If he had an I7 4770k at the same clockspeed, he *might* break 14k overall score.
 

Okedokey

Well-Known Member
Not really. Most of the score is based on the graphics portion. The physics and CPU score is a smaller percentage of the total score.

If he had an I7 4770k at the same clockspeed, he *might* break 14k overall score.

3DMark uses a weighted harmonic mean of the graphics, physics and combined scores, each have a coefficient for FPS and scaling constant (look up standardisation or z test). The scaling makes the scores fit within a 'normal probability curve' or 'bell curve' - central limit theorem.

What this actually means is the end score is a function of the mathematics being:

Graphics score is worked out by multiplying a scaling constant by:

4/ (reciprocal of the fps for each graphics test) i.e.

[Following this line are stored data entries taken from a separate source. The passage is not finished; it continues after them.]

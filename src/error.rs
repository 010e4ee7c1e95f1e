//! Error types for each pipeline component.
//!
//! Only [`ConfigError`] ever reaches `main`; every other error is converted
//! into a sentinel value or a degraded record at its component boundary.

use crate::models::FetchAttempt;
use std::path::PathBuf;
use std::time::Duration;
use thiserror::Error;

/// Unrecoverable startup problems. These halt the run with a non-zero exit.
#[derive(Debug, Error)]
pub enum ConfigError {
    #[error("identity pool is empty: configure at least one proxy and user agent")]
    EmptyIdentityPool,

    #[error("invalid proxy URL {proxy:?}: {reason}")]
    InvalidProxy { proxy: String, reason: String },

    #[error("failed to read proxy list {path}: {source}")]
    ProxyFile {
        path: PathBuf,
        #[source]
        source: std::io::Error,
    },

    #[error("invalid base URL {0:?}")]
    InvalidBaseUrl(String),

    #[error("output path {path} is not writable: {source}")]
    OutputNotWritable {
        path: PathBuf,
        #[source]
        source: std::io::Error,
    },

    #[error("browser automation driver unavailable: {0}")]
    BrowserUnavailable(#[from] SessionError),
}

/// A single failed fetch attempt.
#[derive(Debug, Error)]
pub enum FetchError {
    #[error("transport error: {0}")]
    Transport(#[from] reqwest::Error),

    #[error("unexpected HTTP status {0}")]
    Status(u16),

    #[error("could not build client for identity: {0}")]
    Client(String),
}

/// A page whose fetch ran out of attempts.
#[derive(Debug, Error)]
#[error("fetch of {url} failed after {} attempts: {}", .attempts.len(), last_reason(.attempts))]
pub struct FetchExhausted {
    pub url: String,
    pub attempts: Vec<FetchAttempt>,
}

fn last_reason(attempts: &[FetchAttempt]) -> &str {
    attempts
        .iter()
        .rev()
        .find_map(|a| a.outcome.as_ref().err())
        .map_or("no attempts made", String::as_str)
}

/// Browser session failures. Enrichment degrades to the base record on any of these.
#[derive(Debug, Error)]
pub enum SessionError {
    #[error("failed to launch browser: {0}")]
    Launch(String),

    #[error("driver error: {0}")]
    Driver(String),

    #[error("timed out after {after:?} waiting for {what}")]
    Timeout { what: &'static str, after: Duration },

    #[error("browsing context {0} not found")]
    ContextNotFound(String),

    #[error("element {0:?} not found")]
    ElementNotFound(String),
}

/// OCR pipeline failures. Always degraded to the sentinel by the extractor.
#[derive(Debug, Error)]
pub enum OcrError {
    #[error("image download failed: {0}")]
    Download(#[from] reqwest::Error),

    #[error("image download returned HTTP {0}")]
    Status(u16),

    #[error("image download timed out after {0:?}")]
    DownloadTimeout(Duration),

    #[error("not a recognised image ({0} bytes)")]
    Decode(usize),

    #[error("OCR engine failed: {0}")]
    Engine(String),

    #[error("OCR engine timed out after {0:?}")]
    EngineTimeout(Duration),
}

/// Persistence failures on write. Reads never fail; corrupt content is treated as empty.
#[derive(Debug, Error)]
pub enum StoreError {
    #[error("store I/O error: {0}")]
    Io(#[from] std::io::Error),

    #[error("store serialization error: {0}")]
    Serialize(#[from] serde_json::Error),
}
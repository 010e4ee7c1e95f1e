//! Durable output for finalized listings.
//!
//! # Submodules
//!
//! - [`json`]: the incremental JSON array store every page worker appends to
//!
//! # Output Structure
//!
//! ```text
//! scraped_data.json        # [ {listing}, {listing}, ... ]
//! scraped_data.json.tmp    # transient, only exists mid-rewrite
//! ```

pub mod json;
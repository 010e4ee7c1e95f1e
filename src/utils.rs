//! Utility functions for string handling and file system checks.
//!
//! This module provides helper functions used throughout the application:
//! - String truncation for logging
//! - Whitespace normalisation for OCR output
//! - JSON error detection for stores truncated by a crash
//! - File system validation for the output path

use crate::error::ConfigError;
use std::fs as stdfs;
use std::path::{Path, PathBuf};
use tokio::fs;
use tracing::{info, instrument};

/// Truncate a string for logging purposes.
///
/// Long strings are truncated to at most `max` bytes (on a char boundary)
/// with an ellipsis and byte count indicator appended.
///
/// # Examples
///
/// ```ignore
/// assert_eq!(truncate_for_log("short", 100), "short");
/// assert_eq!(truncate_for_log(&"a".repeat(500), 10), "aaaaaaaaaa…(+490 bytes)");
/// ```
pub fn truncate_for_log(s: &str, max: usize) -> String {
    if s.len() <= max {
        return s.to_string();
    }
    let mut cut = max;
    while !s.is_char_boundary(cut) {
        cut -= 1;
    }
    format!("{}…(+{} bytes)", &s[..cut], s.len() - cut)
}

/// Collapse every run of whitespace (line breaks included) into one space and trim.
pub fn collapse_whitespace(s: &str) -> String {
    s.split_whitespace().collect::<Vec<_>>().join(" ")
}

/// Detect if a serde_json error indicates truncated/incomplete JSON.
///
/// A store file cut off mid-write fails to parse with an EOF error, which is
/// worth distinguishing from other corruption in the logs.
pub fn looks_truncated(e: &serde_json::Error) -> bool {
    use serde_json::error::Category;
    matches!(e.classify(), Category::Eof)
}

/// Ensure the directory that will hold `file` exists and is writable.
///
/// Creates the directory if needed, then creates and immediately deletes a
/// probe file next to `file`.
///
/// # Errors
///
/// Returns [`ConfigError::OutputNotWritable`] if:
/// - The directory cannot be created
/// - The directory is not writable (permission denied, read-only filesystem, etc.)
#[instrument(level = "info", skip_all, fields(path = %file.display()))]
pub async fn ensure_writable_parent(file: &Path) -> Result<(), ConfigError> {
    let dir = match file.parent() {
        Some(p) if !p.as_os_str().is_empty() => p.to_path_buf(),
        _ => PathBuf::from("."),
    };
    let not_writable = |source: std::io::Error| ConfigError::OutputNotWritable {
        path: file.to_path_buf(),
        source,
    };
    fs::create_dir_all(&dir).await.map_err(not_writable)?;

    // A small sync write using std fs (simpler error surface).
    let probe_path = dir.join("..__probe_write__");
    stdfs::File::create(&probe_path).map_err(not_writable)?;
    let _ = stdfs::remove_file(&probe_path);
    info!(dir = %dir.display(), "Output directory is writable");
    Ok(())
}

#[cfg(test)]
mod tests {
    use super::*;

    #[test]
    fn test_truncate_for_log_short_string() {
        let s = "Hello, world!";
        assert_eq!(truncate_for_log(s, 100), "Hello, world!");
    }

    #[test]
    fn test_truncate_for_log_long_string() {
        let s = "a".repeat(500);
        let result = truncate_for_log(&s, 100);
        assert!(result.starts_with(&"a".repeat(100)));
        assert!(result.contains("…(+400 bytes)"));
    }

    #[test]
    fn test_truncate_for_log_respects_char_boundary() {
        let s = "ශ්‍රී ලංකා jobs";
        let result = truncate_for_log(s, 2);
        assert!(result.contains("…(+"));
    }

    #[test]
    fn test_collapse_whitespace() {
        assert_eq!(collapse_whitespace("  a\nb\r\n\n c\t d  "), "a b c d");
        assert_eq!(collapse_whitespace("\n \x0c"), "");
    }

    #[test]
    fn test_looks_truncated() {
        let json_eof = r#"[{"Position": "Engineer""#;
        let err = serde_json::from_str::<serde_json::Value>(json_eof).unwrap_err();
        assert!(looks_truncated(&err));

        let json_bad = r#"[{"Position": nope}]"#;
        let err = serde_json::from_str::<serde_json::Value>(json_bad).unwrap_err();
        assert!(!looks_truncated(&err));
    }

    #[tokio::test]
    async fn test_ensure_writable_parent_creates_dir() {
        let tmp = tempfile::tempdir().unwrap();
        let file = tmp.path().join("nested/out/scraped_data.json");
        ensure_writable_parent(&file).await.unwrap();
        assert!(tmp.path().join("nested/out").is_dir());
        assert!(!tmp.path().join("nested/out/..__probe_write__").exists());
    }

    #[tokio::test]
    async fn test_ensure_writable_parent_rejects_file_as_dir() {
        let tmp = tempfile::tempdir().unwrap();
        let blocker = tmp.path().join("blocker");
        std::fs::write(&blocker, b"x").unwrap();
        let err = ensure_writable_parent(&blocker.join("out.json")).await.unwrap_err();
        assert!(matches!(err, ConfigError::OutputNotWritable { .. }));
    }
}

4/ ((1/FPS1) + (1/FPS2) + (1/FPS3) + (1/FP4)).

This is known as a harmonic mean test.

Physics testing is simpler; it allocates threads and multiplies this scaling constant by the FPS.

Combined tests do both of the above, and again, scale to fit to a normal distribution curve.

Your final score is a harmonic mean of all of the above but with an additional 'weighting' based on the pre-set chosen when you run the benchmark.

This means essentially that you

3Dmark Score = ((Weighting for graphics)/ (Weighting for graphics/Score for graphics)) + ((Weighting for physics)/ (Weighting for physics/score for physics)) + ((Weighting for combined/ (Weighting for combined/score for combined))

In simple terms, it’s the sum of the averages of the standardised and weighted parts of the test. Makes sense?

In terms of the actual amount physics plays a role (the scalar), it depends on the pre-set chosen (weighting) and ranges from 20%, 15%, 10% for 'entry', ''performance' and 'extreme' respectively. Since the constant is a constant, and we're all using the same preset (Performance @ 720p), it can be said that physics accounts for 15% of your score.